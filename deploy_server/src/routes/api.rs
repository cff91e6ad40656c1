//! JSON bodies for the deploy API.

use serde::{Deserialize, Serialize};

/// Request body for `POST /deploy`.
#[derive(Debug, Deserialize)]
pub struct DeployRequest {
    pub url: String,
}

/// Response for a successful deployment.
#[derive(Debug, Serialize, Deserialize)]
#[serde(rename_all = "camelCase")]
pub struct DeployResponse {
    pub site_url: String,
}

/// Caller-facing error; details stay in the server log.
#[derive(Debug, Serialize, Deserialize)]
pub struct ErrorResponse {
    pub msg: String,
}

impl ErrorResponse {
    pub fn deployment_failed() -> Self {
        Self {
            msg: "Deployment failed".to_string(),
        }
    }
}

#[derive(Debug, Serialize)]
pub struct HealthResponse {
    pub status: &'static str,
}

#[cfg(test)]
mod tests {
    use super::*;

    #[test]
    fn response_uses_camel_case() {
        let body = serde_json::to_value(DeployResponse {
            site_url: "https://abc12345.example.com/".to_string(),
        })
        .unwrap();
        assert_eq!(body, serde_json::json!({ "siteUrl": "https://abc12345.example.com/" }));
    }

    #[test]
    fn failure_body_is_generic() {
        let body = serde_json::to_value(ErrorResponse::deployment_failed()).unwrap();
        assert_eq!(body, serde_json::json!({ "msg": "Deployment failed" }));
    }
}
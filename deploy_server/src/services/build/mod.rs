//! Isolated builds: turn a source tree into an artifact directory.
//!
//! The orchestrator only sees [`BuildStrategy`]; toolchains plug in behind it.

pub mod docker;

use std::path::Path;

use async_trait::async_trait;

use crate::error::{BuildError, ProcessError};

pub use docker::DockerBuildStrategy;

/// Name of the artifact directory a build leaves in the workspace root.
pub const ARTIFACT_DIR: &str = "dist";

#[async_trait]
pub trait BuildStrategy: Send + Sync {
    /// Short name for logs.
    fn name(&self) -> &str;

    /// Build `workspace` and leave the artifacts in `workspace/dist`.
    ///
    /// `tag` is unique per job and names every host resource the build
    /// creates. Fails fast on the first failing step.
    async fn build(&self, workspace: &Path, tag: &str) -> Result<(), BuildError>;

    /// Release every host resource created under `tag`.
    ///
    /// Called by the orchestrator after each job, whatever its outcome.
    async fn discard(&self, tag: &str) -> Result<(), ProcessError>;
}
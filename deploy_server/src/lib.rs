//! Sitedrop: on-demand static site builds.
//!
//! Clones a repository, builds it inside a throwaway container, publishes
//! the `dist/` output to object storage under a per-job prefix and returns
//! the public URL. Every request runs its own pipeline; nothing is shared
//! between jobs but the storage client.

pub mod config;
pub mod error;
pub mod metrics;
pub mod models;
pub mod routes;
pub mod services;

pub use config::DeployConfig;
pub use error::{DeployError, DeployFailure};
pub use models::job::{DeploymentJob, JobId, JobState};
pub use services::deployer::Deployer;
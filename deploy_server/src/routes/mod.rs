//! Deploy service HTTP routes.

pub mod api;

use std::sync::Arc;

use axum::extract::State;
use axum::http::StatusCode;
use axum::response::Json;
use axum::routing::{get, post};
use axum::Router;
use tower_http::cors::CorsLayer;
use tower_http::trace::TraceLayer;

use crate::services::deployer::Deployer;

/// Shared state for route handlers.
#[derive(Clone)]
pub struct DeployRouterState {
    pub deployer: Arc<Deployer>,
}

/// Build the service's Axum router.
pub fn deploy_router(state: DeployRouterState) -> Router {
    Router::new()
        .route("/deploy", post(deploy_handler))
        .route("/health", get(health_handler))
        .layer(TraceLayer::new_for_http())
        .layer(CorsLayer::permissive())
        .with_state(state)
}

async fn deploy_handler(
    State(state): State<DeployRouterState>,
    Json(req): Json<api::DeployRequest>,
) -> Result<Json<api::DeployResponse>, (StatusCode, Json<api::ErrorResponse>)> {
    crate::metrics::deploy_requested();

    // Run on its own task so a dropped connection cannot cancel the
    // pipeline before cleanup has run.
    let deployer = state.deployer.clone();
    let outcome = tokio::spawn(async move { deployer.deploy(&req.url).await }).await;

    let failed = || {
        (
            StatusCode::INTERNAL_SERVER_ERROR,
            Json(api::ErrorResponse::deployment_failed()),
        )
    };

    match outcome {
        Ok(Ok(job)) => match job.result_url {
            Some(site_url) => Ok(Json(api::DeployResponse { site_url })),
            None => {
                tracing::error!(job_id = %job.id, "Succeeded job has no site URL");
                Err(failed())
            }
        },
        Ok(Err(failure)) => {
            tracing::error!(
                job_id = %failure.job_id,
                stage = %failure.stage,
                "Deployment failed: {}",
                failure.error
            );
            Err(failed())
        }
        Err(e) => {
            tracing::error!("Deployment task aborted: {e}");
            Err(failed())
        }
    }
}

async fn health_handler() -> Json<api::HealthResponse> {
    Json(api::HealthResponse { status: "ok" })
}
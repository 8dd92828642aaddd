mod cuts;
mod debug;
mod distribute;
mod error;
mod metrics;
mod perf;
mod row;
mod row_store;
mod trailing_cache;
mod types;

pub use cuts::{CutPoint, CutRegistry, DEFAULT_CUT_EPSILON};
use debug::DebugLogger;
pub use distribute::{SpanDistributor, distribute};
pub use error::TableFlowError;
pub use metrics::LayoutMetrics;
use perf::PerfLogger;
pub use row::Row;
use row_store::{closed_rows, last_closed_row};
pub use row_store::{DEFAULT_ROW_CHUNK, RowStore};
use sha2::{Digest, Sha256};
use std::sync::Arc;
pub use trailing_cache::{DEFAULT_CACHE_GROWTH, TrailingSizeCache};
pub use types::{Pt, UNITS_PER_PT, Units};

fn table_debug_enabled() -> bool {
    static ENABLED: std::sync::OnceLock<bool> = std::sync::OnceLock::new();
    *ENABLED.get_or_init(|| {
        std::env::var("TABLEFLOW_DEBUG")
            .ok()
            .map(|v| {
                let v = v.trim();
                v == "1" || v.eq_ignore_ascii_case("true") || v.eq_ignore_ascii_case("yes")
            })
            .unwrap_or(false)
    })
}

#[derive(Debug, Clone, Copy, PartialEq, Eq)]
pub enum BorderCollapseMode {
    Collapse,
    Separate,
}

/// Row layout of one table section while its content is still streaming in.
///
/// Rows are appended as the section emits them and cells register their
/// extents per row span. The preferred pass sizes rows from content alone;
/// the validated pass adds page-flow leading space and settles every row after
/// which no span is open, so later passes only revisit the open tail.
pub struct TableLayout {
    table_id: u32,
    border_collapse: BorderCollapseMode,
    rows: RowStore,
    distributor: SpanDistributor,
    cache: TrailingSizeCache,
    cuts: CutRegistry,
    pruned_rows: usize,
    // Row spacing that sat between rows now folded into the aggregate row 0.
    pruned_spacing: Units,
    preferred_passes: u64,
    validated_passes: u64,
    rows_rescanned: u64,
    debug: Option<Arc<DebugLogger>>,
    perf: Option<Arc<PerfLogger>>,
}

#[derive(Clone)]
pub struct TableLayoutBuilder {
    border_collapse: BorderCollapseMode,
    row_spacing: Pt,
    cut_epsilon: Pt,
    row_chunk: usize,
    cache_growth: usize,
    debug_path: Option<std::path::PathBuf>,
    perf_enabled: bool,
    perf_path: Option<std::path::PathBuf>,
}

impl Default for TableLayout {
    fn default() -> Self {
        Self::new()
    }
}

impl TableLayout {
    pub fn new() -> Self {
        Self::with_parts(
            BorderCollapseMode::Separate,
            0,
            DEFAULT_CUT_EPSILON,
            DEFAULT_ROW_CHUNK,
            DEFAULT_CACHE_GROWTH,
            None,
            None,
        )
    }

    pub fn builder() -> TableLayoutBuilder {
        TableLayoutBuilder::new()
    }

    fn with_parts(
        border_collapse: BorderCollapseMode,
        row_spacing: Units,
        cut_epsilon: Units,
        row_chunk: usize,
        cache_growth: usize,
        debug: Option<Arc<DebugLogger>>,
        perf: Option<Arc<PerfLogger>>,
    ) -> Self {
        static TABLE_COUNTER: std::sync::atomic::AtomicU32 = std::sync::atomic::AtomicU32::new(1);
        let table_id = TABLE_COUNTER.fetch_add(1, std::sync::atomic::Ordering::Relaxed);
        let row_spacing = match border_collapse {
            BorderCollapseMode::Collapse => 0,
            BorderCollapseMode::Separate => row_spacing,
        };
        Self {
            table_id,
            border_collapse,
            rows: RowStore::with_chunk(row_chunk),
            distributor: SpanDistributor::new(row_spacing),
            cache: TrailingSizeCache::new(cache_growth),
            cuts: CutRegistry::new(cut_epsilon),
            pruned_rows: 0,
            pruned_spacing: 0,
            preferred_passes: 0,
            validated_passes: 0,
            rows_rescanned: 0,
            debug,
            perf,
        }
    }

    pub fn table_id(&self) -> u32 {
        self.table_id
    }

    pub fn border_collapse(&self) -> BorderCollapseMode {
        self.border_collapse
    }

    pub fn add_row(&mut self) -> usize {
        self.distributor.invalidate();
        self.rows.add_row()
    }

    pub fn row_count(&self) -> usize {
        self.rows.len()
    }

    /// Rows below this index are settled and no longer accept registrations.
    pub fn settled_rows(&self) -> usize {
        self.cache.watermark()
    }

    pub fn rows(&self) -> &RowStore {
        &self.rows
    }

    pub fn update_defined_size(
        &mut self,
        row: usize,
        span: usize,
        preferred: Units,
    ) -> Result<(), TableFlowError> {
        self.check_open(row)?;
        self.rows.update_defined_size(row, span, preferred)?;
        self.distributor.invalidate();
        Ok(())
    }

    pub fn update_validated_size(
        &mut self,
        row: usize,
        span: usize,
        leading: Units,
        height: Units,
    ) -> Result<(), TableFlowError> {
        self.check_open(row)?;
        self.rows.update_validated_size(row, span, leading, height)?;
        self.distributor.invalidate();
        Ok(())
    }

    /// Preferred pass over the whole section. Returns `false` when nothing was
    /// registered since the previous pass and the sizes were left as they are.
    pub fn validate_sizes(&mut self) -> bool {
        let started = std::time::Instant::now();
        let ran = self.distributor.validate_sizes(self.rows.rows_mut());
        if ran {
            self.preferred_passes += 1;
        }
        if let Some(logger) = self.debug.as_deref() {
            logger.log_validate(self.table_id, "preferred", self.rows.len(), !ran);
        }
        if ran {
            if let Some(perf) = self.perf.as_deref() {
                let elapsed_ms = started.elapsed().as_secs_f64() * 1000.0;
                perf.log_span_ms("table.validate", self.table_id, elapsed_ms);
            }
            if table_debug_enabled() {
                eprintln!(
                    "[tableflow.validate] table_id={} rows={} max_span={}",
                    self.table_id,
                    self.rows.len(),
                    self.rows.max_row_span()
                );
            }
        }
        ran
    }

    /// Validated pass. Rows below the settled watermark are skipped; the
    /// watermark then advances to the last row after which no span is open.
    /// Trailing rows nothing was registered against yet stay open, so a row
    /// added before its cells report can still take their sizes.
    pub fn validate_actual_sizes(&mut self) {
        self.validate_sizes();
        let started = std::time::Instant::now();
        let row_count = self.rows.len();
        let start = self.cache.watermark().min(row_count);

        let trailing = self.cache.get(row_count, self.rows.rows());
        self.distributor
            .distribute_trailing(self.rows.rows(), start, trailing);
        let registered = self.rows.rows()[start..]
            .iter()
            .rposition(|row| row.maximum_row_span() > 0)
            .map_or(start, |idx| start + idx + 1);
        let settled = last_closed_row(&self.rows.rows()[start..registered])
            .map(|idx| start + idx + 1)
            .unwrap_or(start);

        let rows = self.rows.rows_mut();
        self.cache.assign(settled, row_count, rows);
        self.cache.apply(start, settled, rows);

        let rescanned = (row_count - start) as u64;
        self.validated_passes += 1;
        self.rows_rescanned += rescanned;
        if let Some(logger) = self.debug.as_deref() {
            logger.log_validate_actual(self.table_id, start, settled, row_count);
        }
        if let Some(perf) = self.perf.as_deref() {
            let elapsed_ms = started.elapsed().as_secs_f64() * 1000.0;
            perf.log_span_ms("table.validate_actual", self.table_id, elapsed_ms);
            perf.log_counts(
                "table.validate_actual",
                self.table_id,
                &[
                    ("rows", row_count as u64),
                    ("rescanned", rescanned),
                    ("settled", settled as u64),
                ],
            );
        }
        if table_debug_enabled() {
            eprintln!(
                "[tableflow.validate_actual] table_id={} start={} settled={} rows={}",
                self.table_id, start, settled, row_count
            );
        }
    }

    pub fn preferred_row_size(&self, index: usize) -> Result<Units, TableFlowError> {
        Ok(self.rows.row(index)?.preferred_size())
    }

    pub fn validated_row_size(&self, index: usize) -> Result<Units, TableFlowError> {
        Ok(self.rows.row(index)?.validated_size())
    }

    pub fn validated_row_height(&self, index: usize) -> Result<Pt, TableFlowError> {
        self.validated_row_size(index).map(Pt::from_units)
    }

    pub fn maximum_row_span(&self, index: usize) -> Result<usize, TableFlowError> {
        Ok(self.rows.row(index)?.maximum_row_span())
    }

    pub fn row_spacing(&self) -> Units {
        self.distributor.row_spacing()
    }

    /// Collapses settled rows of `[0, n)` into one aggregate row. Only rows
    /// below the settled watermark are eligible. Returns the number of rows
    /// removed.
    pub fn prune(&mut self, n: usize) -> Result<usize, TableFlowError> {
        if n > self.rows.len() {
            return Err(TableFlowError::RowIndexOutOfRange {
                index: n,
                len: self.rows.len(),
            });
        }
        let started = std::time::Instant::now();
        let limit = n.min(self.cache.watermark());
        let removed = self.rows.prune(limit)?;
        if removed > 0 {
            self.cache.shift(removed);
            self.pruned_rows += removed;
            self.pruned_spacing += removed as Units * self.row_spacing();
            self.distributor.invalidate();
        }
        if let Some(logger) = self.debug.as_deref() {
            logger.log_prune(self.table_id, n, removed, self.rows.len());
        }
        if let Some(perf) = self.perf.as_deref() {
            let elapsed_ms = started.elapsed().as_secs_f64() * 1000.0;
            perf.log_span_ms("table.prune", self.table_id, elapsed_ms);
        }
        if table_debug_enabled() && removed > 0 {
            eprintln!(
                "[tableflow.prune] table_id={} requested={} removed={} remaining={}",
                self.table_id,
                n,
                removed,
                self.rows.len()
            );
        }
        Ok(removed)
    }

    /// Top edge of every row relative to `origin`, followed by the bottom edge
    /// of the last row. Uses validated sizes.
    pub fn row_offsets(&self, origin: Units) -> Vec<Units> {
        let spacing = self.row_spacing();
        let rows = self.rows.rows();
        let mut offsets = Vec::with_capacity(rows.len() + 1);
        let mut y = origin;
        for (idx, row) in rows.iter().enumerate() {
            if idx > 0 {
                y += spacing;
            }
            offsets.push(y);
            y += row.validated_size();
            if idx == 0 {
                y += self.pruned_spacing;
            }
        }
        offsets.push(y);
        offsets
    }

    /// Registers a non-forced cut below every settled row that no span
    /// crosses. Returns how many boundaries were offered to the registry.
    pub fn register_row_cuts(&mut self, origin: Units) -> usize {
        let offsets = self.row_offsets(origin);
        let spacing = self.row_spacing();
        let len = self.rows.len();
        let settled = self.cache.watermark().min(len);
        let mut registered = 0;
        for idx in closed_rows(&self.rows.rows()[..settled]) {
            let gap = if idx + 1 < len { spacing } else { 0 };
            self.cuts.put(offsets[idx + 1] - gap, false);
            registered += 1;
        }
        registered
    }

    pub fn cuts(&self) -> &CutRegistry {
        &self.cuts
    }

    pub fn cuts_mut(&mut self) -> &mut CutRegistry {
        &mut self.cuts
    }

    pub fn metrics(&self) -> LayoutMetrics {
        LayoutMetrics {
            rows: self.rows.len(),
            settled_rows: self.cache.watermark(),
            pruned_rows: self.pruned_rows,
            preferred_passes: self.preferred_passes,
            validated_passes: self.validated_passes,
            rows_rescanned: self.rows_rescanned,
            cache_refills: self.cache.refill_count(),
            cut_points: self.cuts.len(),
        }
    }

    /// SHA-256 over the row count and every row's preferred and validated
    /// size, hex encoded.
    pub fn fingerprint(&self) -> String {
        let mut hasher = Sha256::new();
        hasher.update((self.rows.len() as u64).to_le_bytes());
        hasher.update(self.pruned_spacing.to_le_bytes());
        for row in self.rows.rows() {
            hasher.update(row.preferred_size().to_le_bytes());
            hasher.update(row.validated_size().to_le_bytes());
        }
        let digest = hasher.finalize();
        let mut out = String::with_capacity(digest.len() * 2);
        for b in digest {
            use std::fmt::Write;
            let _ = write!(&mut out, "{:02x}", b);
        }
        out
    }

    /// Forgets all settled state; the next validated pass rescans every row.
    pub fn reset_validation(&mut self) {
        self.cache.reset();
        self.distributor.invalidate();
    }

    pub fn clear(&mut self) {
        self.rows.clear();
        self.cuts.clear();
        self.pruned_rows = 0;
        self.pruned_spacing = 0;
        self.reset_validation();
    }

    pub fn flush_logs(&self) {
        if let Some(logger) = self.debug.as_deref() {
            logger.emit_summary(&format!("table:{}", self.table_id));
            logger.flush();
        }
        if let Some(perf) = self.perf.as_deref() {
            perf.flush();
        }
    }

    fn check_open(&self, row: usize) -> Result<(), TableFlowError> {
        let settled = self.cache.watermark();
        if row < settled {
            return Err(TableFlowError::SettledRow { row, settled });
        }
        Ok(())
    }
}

WHAT NEEDS TO BE DONE
Out of the data above, return each line where the word "were" can be found.

OUTPUT OF THE TASK
    /// registered since the previous pass and the sizes were left as they are.
    /// crosses. Returns how many boundaries were offered to the registry.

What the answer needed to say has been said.